Since COVID-19 hit the world hard last year, efficiency-driven “technology in clinical trials has gone from [being] a ‘nice to have’ to a ‘need to have’” feature for study stakeholders, says D’Anna Siegle, senior product marketing manager with Florence Healthcare.
While Siegle and others are still sifting through the data and reports to see how the clinical trial industry adjusted as the pandemic closed or imperiled trials, it’s clear to her that those who were already embracing technology and remote working were in a much better position to pivot to the new normal in 2020.
“The ones who really struggled were those who weren’t using any technology or remote working,” Siegle says.

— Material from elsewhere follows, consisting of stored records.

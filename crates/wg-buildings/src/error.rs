use thiserror::Error;

use wg_core::CoreError;

#[derive(Debug, Error)]
pub enum BuildingError {
    #[error("building CSV error: {0}")]
    Csv(#[from] csv::Error),

    #[error("I/O error: {0}")]
    Io(#[from] std::io::Error),

    #[error(transparent)]
    Core(#[from] CoreError),

    #[error("building search failed on page {page}: {message}")]
    Search { page: u32, message: String },
}

pub type BuildingResult<T> = Result<T, BuildingError>;
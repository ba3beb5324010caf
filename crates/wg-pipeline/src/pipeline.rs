//! The `Pipeline` struct and its run loop.

use wg_core::{BuildingTable, GeoPoint, GridResult};
use wg_routing::EtaProvider;
use wg_spatial::nearest_buildings;

use crate::enrich::enrich_candidates;
use crate::{PipelineConfig, PipelineObserver, PipelineResult};

/// Sequential enrichment over a fixed grid.
///
/// Points are processed one at a time, in grid order; each issues at most `k`
/// blocking ETA calls.  Create via [`PipelineBuilder`][crate::PipelineBuilder].
pub struct Pipeline<P: EtaProvider> {
    pub config:    PipelineConfig,
    /// Sample points, row-major.
    pub grid:      Vec<GeoPoint>,
    pub buildings: BuildingTable,
    pub(crate) provider: P,
    /// Checkpointed prefix of the grid; drained by `run`.
    pub(crate) resumed:  Vec<GridResult>,
}

impl<P: EtaProvider> Pipeline<P> {
    /// Number of ETA requests the remaining (non-resumed) points will issue.
    pub fn call_budget(&self) -> usize {
        let per_point = self.config.k.min(self.buildings.located_count());
        (self.grid.len() - self.resumed.len()) * per_point
    }

    /// Rank and enrich a single point.
    pub fn process_point(&mut self, point: GeoPoint) -> GridResult {
        let candidates = nearest_buildings(point, &self.buildings, self.config.k);
        let neighbors = enrich_candidates(point, &candidates, &mut self.provider, self.config.order);
        GridResult::new(point, neighbors)
    }

    /// Process every grid point and return the results in grid order.
    ///
    /// Checkpointed points are handed to `on_point_resumed` and not
    /// recomputed.  Results are reported to the observer as each point
    /// finishes, so an observer that persists them loses at most one point on
    /// a crash.
    pub fn run<O: PipelineObserver>(&mut self, observer: &mut O) -> PipelineResult<Vec<GridResult>> {
        let total = self.grid.len();
        let resumed = std::mem::take(&mut self.resumed);
        observer.on_run_start(total, resumed.len());

        let mut results = Vec::with_capacity(total);
        for (index, result) in resumed.into_iter().enumerate() {
            observer.on_point_resumed(index, &result);
            results.push(result);
        }

        for index in results.len()..total {
            let point = self.grid[index];
            observer.on_point_start(index, point);
            let result = self.process_point(point);
            observer.on_point_end(index, &result);
            results.push(result);
        }

        observer.on_run_end(results.len());
        tracing::info!(points = results.len(), "pipeline run complete");
        Ok(results)
    }

    /// Give back the provider (e.g. to inspect a fake in tests).
    pub fn into_provider(self) -> P {
        self.provider
    }
}
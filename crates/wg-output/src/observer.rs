//! `OutputObserver<W>` — bridges `PipelineObserver` to an `OutputWriter`.

use wg_core::GridResult;
use wg_pipeline::PipelineObserver;

use crate::writer::OutputWriter;
use crate::{OutputError, OutputResult};

/// A [`PipelineObserver`] that forwards every result to any [`OutputWriter`].
///
/// Errors from the writer are stored internally because observer methods
/// have no return value.  After `pipeline.run()` returns, check for errors
/// with [`take_error`][Self::take_error].
pub struct OutputObserver<W: OutputWriter> {
    writer:     W,
    last_error: Option<OutputError>,
}

impl<W: OutputWriter> OutputObserver<W> {
    pub fn new(writer: W) -> Self {
        Self { writer, last_error: None }
    }

    /// Take the stored write error (if any) after `pipeline.run()` returns.
    ///
    /// Returns `None` if all writes succeeded.
    pub fn take_error(&mut self) -> Option<OutputError> {
        self.last_error.take()
    }

    /// Unwrap the inner writer (e.g. to inspect files after the run).
    pub fn into_writer(self) -> W {
        self.writer
    }

    fn store_err(&mut self, result: OutputResult<()>) {
        if let Err(e) = result {
            tracing::error!(error = %e, "output write failed");
            // Keep only the first error.
            if self.last_error.is_none() {
                self.last_error = Some(e);
            }
        }
    }
}

impl<W: OutputWriter> PipelineObserver for OutputObserver<W> {
    fn on_point_end(&mut self, _index: usize, result: &GridResult) {
        let result = self.writer.write_result(result);
        self.store_err(result);
    }

    fn on_point_resumed(&mut self, _index: usize, result: &GridResult) {
        let result = self.writer.write_resumed(result);
        self.store_err(result);
    }

    fn on_run_end(&mut self, _completed: usize) {
        let result = self.writer.finish();
        self.store_err(result);
    }
}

Siegle will share insights gleaned from several experts on the clinical trial front lines during an upcoming ACRP webinar on March 10, including:
- Stacie Rebar, Director of Clinical Operations, MultiCare Health System
- Catherine Gregor, Director of Clinical Research Administration at the Vanderbilt-Ingram Cancer Center
- Casey Braddy, Assistant Director of Research Operations at the Vanderbilt-Ingram Cancer Center
- Sara Guyler, Research Regulatory Services Manager at AdventHealth
Siegle will also provide a deep dive into Florence Healthcare’s “2021 State of the Industry” survey featuring input from more than 200 sites and sponsors. The 2020 survey found that only 18% of respondents claimed remote monitoring accounted for 50% or more of their monitoring visits. More than half, or 58%, predicted remote monitoring would account for 50% or more of monitoring visits by 2022. Moreover, less than 6% of respondents considered remote site access their top priority in 2020.
Then COVID-19 came along and changed almost everything, Siegle notes. For example, in the most recent survey, 76% of sponsors reported conducting most or all monitoring remotely, and 83% of sponsors and 80% of sites anticipate most monitoring will be remote by 2023.
Data suggest that the rapid growth of remote site access is mainly a result of efforts to keep clinical operations running during COVID-19. However, this trend will continue as sites and sponsors begin to realize the value of this investment.
“Technology shouldn’t be used as a temporary band-aid for a short-term fix” during the chaos of 2020, adds Blake Adams, vice president of marketing for Florence Healthcare. “Technology should be part of your long-term solution” to improve trial safety and efficacy, he says.
Adams and Siegle agree that sites, fresh from largely positive experiences adding technology to their clinical trial operations in 2020, now feel empowered and will push sponsors and others to embrace it, too.
“I think sponsors and contract research organizations are beginning to see they risk missing out if they can’t offer some form of remote clinical trials,” Adams notes.